--- Extracted information ---

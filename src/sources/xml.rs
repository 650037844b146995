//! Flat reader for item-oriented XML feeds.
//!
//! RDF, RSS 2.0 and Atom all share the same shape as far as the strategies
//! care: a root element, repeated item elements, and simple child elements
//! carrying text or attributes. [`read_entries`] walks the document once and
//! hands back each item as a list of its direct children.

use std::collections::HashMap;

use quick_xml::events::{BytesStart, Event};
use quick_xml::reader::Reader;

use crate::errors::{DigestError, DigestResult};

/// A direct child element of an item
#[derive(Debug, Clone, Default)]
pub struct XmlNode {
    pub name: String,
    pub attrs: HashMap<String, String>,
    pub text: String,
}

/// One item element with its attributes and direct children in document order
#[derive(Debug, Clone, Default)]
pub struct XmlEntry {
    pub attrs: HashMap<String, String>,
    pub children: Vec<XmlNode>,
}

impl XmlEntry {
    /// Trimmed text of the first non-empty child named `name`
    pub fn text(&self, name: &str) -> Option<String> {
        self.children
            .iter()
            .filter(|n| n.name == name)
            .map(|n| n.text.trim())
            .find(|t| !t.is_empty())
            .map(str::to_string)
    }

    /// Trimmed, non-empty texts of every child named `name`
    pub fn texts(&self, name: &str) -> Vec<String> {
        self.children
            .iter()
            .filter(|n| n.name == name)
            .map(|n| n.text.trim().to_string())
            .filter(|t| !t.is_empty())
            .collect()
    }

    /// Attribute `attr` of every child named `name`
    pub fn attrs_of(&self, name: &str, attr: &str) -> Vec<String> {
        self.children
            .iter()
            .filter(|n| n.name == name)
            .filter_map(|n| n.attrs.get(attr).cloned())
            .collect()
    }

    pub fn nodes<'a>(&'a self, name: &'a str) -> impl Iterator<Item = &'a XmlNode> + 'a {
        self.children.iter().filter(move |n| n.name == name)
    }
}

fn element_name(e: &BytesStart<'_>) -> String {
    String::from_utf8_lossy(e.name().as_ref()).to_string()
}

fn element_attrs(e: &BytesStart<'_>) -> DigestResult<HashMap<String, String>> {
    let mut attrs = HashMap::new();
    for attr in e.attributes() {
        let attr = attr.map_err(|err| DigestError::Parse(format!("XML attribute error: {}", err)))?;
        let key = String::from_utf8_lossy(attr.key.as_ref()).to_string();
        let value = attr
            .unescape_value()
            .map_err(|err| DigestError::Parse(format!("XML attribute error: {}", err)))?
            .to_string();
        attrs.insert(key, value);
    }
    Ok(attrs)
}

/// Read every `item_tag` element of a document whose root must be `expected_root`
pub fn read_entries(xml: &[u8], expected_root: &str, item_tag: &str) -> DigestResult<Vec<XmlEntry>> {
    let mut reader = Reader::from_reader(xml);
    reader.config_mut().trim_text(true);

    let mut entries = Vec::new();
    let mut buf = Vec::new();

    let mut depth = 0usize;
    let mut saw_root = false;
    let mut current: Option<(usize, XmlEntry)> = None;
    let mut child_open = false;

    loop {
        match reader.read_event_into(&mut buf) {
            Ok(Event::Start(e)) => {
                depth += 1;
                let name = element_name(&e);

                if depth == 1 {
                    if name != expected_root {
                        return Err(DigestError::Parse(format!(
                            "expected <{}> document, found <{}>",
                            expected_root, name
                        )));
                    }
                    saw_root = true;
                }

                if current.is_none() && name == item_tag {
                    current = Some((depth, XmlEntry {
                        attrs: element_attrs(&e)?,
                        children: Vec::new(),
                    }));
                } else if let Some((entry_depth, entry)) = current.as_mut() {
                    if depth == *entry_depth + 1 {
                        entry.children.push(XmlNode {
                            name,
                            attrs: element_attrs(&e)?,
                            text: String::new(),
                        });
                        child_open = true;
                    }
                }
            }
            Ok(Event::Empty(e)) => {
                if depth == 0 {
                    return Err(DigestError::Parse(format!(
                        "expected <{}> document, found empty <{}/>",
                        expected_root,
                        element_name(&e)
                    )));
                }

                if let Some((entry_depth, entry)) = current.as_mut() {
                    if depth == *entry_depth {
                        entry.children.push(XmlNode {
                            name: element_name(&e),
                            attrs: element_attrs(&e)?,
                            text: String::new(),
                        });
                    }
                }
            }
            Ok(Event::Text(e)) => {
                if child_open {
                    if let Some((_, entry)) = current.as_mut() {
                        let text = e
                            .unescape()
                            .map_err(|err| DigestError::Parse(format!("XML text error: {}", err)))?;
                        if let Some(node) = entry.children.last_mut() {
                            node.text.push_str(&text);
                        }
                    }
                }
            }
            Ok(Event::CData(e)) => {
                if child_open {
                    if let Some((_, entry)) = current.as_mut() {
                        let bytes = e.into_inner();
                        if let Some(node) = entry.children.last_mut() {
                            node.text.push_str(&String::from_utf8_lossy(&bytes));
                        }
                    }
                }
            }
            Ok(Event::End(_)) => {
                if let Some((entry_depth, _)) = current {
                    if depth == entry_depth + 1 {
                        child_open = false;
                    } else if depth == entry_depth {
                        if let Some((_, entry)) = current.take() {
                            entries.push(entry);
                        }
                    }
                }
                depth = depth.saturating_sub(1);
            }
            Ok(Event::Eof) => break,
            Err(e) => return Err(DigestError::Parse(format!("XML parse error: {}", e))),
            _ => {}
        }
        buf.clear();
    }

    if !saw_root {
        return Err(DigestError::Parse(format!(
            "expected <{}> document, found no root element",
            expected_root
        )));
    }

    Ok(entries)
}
* * *
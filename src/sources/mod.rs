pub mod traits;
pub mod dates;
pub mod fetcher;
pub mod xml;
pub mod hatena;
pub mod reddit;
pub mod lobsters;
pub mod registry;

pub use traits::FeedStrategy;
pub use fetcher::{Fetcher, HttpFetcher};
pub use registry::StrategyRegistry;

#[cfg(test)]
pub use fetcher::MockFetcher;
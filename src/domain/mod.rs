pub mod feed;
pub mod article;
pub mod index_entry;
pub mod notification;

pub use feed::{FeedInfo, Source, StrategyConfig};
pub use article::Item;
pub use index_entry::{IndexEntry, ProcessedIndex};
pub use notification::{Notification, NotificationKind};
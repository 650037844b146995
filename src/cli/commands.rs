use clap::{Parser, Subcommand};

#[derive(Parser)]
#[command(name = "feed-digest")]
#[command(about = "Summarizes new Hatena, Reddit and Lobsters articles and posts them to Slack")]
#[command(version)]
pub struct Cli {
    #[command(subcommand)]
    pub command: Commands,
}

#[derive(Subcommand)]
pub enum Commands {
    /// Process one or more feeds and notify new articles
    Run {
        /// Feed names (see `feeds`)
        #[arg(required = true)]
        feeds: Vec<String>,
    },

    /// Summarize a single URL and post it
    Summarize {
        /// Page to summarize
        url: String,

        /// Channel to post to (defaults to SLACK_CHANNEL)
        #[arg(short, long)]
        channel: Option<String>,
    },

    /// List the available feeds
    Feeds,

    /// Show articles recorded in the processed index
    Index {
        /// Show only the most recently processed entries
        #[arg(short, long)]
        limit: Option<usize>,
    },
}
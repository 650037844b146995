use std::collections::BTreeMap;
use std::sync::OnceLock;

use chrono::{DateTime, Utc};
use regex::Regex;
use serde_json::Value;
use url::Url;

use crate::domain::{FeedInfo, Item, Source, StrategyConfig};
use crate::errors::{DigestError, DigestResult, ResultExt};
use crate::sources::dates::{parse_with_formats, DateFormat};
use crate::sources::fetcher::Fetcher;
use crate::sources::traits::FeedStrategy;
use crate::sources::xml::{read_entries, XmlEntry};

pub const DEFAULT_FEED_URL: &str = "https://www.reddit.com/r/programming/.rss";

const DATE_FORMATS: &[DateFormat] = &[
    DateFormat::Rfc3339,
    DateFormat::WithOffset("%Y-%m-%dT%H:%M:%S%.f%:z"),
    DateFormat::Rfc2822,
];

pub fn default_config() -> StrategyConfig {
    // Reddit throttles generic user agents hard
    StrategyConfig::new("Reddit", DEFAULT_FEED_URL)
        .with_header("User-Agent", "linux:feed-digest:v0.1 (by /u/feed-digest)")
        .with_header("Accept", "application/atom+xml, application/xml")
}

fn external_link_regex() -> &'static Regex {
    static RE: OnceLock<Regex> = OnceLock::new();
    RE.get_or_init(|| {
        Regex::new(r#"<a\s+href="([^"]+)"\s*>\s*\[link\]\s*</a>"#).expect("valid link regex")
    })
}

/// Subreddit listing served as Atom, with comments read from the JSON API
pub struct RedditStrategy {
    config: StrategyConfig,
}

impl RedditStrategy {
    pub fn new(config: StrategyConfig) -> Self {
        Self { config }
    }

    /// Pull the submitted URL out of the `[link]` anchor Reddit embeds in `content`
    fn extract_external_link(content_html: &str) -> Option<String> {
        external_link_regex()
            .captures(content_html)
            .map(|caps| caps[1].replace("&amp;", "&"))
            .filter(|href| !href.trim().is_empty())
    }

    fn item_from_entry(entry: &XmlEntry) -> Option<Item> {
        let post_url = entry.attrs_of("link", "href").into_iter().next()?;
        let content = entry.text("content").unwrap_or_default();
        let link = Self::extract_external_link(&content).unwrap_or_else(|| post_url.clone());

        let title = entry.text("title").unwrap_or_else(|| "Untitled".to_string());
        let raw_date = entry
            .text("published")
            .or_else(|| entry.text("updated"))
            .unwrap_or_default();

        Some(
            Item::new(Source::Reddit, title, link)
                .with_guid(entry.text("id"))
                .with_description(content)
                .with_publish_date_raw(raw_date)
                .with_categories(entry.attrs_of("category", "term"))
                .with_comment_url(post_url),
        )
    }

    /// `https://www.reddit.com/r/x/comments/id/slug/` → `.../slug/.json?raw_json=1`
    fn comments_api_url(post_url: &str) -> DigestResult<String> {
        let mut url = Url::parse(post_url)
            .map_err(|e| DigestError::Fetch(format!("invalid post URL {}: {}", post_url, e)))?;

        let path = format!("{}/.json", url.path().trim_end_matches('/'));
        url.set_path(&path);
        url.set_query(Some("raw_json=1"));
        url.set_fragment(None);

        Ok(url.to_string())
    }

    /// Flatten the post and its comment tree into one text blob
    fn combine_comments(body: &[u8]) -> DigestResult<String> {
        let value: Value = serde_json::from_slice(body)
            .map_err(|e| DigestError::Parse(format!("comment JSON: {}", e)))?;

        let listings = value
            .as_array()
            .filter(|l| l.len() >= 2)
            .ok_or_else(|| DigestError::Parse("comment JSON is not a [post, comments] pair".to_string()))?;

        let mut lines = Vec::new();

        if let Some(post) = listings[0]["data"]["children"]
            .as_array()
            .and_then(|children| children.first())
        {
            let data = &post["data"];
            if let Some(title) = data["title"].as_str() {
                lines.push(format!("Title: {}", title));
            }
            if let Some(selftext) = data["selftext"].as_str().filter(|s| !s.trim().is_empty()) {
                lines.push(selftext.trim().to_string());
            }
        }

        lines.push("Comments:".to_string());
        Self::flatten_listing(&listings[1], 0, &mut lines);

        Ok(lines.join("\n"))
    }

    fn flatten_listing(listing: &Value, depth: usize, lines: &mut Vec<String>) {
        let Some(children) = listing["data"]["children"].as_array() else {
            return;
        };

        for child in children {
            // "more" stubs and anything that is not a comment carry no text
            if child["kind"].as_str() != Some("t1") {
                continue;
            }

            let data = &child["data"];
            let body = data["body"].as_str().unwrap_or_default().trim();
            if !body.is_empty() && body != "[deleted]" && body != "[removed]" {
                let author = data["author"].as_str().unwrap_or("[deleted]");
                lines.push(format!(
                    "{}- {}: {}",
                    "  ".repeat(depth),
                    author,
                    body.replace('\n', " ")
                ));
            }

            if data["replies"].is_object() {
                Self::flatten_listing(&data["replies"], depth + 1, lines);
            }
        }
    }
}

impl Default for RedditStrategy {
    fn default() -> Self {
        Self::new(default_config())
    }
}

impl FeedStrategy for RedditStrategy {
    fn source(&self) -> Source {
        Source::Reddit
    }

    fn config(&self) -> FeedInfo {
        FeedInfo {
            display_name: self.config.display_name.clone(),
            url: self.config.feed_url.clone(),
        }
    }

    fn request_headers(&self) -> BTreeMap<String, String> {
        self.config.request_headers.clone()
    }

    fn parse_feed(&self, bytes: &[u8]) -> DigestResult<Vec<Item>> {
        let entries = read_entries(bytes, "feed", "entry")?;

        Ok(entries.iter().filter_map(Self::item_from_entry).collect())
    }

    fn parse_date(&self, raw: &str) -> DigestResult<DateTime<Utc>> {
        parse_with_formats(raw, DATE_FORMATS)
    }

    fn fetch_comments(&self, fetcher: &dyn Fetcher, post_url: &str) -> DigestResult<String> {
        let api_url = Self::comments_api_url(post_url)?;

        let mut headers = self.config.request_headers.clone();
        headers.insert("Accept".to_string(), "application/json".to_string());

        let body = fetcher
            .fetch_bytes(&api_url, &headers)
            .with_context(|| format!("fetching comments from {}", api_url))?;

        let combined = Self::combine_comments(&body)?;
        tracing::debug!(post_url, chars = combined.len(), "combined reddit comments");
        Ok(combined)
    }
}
...
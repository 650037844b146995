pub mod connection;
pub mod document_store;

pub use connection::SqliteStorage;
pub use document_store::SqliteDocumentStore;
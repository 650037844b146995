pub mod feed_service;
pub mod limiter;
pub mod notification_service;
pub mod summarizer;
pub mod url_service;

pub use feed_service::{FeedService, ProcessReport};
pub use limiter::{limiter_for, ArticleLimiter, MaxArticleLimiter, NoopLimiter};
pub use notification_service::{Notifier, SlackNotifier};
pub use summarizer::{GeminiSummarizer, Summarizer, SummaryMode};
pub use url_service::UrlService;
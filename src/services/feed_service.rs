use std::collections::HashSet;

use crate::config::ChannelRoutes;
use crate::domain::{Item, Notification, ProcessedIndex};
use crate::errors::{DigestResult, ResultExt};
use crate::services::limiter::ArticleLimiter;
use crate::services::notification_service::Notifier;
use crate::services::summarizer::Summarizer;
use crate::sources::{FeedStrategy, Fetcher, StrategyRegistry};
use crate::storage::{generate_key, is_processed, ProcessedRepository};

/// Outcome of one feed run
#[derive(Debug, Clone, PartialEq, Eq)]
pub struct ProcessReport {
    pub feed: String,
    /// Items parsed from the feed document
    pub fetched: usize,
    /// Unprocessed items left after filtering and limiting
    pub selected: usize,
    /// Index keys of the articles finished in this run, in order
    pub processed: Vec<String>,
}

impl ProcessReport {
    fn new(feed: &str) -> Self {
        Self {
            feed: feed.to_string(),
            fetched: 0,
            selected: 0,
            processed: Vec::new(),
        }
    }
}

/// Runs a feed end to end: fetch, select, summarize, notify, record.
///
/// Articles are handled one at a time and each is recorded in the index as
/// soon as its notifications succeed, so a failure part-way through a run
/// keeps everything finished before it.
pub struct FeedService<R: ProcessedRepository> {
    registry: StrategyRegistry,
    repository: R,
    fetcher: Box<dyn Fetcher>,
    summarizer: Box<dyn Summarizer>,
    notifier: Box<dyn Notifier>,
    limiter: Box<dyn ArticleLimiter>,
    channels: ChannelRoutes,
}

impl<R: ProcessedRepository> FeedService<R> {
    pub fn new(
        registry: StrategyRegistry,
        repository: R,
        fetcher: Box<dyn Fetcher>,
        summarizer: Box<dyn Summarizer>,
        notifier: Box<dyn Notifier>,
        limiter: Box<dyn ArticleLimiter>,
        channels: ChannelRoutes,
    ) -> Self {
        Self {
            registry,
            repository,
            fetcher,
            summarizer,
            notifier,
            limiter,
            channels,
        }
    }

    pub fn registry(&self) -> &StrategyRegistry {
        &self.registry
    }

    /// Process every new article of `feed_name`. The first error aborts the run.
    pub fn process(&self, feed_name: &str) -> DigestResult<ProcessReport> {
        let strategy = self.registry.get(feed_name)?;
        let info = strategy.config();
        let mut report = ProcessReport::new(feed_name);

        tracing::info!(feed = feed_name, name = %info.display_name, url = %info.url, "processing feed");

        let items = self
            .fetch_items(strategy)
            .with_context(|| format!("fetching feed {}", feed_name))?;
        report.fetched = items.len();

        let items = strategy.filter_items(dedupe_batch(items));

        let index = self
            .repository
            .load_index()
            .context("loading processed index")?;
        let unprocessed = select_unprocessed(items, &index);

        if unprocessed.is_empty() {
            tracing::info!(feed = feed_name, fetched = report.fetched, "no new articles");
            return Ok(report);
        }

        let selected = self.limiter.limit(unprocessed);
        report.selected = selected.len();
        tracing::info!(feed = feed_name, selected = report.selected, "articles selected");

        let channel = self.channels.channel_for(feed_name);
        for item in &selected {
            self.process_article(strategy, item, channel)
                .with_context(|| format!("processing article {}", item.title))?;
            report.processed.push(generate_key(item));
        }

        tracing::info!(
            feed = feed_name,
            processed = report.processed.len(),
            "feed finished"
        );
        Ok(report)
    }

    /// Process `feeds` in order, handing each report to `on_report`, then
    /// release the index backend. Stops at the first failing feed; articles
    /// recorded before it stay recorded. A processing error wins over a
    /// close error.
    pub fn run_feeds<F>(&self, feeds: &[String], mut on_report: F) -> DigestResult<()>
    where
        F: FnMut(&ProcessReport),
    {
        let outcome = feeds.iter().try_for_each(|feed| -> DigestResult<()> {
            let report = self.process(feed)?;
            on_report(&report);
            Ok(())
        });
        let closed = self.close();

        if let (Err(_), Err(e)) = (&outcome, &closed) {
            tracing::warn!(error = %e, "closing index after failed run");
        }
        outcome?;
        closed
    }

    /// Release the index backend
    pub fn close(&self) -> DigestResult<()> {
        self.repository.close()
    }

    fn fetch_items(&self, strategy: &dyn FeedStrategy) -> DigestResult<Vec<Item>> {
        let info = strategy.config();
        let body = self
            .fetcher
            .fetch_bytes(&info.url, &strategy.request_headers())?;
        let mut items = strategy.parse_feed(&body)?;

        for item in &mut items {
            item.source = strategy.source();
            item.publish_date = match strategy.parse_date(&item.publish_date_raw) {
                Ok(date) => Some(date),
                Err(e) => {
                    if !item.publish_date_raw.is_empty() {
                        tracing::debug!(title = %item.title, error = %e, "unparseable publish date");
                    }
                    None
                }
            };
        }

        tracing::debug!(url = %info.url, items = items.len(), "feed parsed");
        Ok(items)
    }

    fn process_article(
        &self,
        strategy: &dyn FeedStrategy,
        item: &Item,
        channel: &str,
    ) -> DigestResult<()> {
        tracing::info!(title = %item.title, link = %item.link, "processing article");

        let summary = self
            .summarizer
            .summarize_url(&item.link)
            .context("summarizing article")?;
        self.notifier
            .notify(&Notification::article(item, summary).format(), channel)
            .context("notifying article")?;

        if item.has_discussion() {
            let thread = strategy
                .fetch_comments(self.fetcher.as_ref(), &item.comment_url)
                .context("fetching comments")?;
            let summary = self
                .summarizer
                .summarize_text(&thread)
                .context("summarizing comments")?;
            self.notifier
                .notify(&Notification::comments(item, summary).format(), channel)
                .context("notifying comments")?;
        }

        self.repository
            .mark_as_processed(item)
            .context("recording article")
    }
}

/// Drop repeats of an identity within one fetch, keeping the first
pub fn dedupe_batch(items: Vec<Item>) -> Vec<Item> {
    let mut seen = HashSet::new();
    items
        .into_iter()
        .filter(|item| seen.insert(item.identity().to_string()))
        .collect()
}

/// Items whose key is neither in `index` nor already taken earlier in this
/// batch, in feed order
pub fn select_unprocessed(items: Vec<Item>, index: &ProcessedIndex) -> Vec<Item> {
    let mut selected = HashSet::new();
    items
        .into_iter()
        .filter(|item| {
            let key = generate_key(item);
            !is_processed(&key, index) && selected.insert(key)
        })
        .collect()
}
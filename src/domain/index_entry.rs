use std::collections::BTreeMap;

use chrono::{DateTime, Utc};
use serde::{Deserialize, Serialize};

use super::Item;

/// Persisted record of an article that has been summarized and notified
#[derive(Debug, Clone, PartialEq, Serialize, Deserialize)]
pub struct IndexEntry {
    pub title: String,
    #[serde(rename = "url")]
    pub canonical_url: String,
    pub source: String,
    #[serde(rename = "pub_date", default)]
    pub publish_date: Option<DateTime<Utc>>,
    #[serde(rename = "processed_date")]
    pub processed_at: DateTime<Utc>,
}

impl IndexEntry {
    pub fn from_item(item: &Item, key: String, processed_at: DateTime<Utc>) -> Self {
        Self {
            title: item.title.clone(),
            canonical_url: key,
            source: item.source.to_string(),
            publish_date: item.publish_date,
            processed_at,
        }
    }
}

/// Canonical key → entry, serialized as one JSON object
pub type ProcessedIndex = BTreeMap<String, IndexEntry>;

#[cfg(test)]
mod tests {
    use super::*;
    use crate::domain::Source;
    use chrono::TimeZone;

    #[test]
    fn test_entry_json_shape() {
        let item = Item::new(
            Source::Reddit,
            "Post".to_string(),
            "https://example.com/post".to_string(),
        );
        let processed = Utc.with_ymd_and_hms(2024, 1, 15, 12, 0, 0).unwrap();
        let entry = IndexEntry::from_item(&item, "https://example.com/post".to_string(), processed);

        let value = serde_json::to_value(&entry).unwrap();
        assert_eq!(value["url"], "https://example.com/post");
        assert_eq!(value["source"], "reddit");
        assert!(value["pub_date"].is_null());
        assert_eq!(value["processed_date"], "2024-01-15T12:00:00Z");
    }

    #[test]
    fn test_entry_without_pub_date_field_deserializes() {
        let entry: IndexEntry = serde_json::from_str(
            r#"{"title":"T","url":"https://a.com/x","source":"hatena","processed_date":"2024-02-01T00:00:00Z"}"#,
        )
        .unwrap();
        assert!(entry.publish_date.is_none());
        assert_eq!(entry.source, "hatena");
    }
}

--- Problem ---
Among the records, find every line with the word "OnceLock" and copy it.

--- Result ---
use std::sync::OnceLock;
    static RE: OnceLock<Regex> = OnceLock::new();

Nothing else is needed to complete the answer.